Problem requirements:
Nothing outside the range is wanted. Repeat exactly the lines below from the one with "filename crates/tornkeep-api/src/state.rs" through the one with "and retention horizon.".

Study material:
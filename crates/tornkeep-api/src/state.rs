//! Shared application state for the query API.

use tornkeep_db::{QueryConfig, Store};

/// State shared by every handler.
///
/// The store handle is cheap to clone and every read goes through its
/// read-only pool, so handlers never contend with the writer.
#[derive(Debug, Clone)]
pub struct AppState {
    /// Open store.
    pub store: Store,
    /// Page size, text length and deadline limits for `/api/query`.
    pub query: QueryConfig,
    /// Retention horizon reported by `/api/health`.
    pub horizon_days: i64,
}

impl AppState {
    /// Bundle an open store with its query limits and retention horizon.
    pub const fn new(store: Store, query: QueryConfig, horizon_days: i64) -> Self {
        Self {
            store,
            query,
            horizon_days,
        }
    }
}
---
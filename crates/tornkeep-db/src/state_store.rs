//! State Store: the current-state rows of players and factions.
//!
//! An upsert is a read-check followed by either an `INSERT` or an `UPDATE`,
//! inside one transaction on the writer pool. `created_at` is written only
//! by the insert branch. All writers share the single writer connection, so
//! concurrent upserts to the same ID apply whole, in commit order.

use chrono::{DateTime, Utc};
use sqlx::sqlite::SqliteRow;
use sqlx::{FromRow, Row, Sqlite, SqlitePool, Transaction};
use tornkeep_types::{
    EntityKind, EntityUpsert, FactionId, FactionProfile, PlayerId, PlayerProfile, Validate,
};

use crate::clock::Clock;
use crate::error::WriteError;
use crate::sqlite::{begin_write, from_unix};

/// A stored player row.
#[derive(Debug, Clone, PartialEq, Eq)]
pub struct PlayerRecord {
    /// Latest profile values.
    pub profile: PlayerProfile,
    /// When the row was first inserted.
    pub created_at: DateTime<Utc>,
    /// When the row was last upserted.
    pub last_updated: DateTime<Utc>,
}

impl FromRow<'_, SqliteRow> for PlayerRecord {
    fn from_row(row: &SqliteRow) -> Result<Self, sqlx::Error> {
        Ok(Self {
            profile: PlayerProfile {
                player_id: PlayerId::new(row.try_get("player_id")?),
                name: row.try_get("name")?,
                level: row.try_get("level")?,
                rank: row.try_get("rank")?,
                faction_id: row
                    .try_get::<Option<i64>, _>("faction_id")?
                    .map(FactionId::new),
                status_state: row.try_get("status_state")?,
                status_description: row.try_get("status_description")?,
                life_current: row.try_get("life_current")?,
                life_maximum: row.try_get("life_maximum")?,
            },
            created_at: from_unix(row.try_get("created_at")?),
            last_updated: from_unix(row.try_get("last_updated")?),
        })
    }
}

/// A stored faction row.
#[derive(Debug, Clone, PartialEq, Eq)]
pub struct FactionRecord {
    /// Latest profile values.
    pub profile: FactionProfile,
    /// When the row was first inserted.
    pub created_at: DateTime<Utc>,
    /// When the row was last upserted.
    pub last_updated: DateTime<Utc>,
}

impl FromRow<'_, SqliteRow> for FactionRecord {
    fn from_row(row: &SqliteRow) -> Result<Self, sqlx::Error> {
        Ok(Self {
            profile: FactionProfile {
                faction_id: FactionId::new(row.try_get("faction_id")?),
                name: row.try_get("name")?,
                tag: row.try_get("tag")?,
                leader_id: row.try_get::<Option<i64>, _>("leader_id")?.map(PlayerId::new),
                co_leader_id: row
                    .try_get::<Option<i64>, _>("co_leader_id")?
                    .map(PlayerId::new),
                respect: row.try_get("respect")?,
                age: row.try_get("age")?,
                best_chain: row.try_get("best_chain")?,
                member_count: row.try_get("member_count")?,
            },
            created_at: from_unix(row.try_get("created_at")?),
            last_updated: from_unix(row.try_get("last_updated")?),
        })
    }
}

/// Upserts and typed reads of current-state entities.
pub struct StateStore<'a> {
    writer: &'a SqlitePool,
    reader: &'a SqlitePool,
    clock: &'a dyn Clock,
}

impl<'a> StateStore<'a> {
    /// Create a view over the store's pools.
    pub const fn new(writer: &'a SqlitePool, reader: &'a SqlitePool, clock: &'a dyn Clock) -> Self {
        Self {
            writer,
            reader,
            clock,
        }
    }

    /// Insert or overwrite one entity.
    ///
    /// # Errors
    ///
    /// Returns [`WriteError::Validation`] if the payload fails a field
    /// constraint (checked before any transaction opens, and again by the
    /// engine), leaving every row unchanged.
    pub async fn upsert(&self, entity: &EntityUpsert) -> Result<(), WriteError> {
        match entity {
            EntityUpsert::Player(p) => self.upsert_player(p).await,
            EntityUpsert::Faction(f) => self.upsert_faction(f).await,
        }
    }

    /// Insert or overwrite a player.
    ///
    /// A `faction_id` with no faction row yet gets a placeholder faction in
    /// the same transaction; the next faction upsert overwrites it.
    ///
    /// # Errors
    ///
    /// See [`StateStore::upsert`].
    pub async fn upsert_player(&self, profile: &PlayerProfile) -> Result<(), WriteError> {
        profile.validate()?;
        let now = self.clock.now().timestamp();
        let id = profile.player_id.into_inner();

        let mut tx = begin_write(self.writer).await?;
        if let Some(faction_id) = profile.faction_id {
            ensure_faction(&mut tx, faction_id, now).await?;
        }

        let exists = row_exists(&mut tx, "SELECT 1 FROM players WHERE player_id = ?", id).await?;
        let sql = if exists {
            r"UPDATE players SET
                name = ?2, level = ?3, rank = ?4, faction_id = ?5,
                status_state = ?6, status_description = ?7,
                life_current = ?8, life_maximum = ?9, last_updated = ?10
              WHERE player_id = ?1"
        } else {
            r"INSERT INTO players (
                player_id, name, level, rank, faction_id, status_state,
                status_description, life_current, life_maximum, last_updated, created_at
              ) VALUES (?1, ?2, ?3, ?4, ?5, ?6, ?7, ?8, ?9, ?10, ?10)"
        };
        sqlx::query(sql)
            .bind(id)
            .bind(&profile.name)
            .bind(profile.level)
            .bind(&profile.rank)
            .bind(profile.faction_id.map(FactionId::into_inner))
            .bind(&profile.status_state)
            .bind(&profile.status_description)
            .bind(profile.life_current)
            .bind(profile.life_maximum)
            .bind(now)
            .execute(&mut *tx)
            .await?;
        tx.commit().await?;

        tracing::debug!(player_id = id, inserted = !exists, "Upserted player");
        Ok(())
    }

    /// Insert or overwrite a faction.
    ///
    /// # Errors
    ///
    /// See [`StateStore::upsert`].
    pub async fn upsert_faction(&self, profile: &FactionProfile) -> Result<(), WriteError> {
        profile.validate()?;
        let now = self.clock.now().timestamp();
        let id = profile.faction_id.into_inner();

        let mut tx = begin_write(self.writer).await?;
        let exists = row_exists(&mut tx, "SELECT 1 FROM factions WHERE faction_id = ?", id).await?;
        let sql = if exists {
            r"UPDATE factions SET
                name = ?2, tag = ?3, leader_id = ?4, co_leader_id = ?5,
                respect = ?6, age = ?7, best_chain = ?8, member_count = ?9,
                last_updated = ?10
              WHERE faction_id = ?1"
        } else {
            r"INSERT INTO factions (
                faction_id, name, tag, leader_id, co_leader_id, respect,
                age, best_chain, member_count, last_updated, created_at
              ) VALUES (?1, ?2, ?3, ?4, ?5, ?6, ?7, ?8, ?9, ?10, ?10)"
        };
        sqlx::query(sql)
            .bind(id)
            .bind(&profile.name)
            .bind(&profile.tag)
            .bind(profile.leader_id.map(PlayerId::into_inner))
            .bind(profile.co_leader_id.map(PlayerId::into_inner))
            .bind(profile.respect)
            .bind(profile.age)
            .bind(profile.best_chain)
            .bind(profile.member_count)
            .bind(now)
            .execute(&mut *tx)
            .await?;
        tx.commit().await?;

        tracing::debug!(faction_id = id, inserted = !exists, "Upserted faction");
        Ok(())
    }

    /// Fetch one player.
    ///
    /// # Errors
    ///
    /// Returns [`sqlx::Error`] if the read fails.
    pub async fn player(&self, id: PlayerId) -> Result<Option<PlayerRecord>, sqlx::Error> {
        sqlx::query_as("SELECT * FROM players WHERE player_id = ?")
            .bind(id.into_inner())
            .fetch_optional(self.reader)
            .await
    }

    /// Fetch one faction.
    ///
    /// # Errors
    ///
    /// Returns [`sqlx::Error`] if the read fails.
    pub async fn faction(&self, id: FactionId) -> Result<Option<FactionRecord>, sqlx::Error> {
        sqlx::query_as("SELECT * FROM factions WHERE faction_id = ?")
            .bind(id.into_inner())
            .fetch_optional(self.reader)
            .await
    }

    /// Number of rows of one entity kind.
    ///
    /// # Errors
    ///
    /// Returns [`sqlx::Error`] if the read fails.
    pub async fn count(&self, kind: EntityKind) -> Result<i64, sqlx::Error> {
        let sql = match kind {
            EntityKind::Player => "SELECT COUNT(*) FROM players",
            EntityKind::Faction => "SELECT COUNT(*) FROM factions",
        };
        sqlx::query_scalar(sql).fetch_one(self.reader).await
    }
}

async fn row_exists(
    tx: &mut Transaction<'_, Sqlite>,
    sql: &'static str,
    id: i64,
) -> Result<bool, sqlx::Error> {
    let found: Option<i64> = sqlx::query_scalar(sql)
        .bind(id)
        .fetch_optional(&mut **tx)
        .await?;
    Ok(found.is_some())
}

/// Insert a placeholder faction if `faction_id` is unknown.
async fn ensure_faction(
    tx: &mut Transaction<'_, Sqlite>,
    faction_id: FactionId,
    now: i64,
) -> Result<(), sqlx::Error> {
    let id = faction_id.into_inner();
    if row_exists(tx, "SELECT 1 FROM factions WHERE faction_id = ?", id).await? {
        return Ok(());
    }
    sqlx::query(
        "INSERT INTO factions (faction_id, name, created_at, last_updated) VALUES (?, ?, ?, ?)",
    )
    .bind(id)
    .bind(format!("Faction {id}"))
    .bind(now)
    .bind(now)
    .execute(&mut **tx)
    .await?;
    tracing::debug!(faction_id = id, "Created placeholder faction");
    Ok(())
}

Exercise result:
filename crates/tornkeep-api/src/state.rs
//! Shared application state for the query API.

use tornkeep_db::{QueryConfig, Store};

/// State shared by every handler.
///
/// The store handle is cheap to clone and every read goes through its
/// read-only pool, so handlers never contend with the writer.
#[derive(Debug, Clone)]
pub struct AppState {
    /// Open store.
    pub store: Store,
    /// Page size, text length and deadline limits for `/api/query`.
    pub query: QueryConfig,
    /// Retention horizon reported by `/api/health`.
    pub horizon_days: i64,
}

impl AppState {
    /// Bundle an open store with its query limits and retention horizon.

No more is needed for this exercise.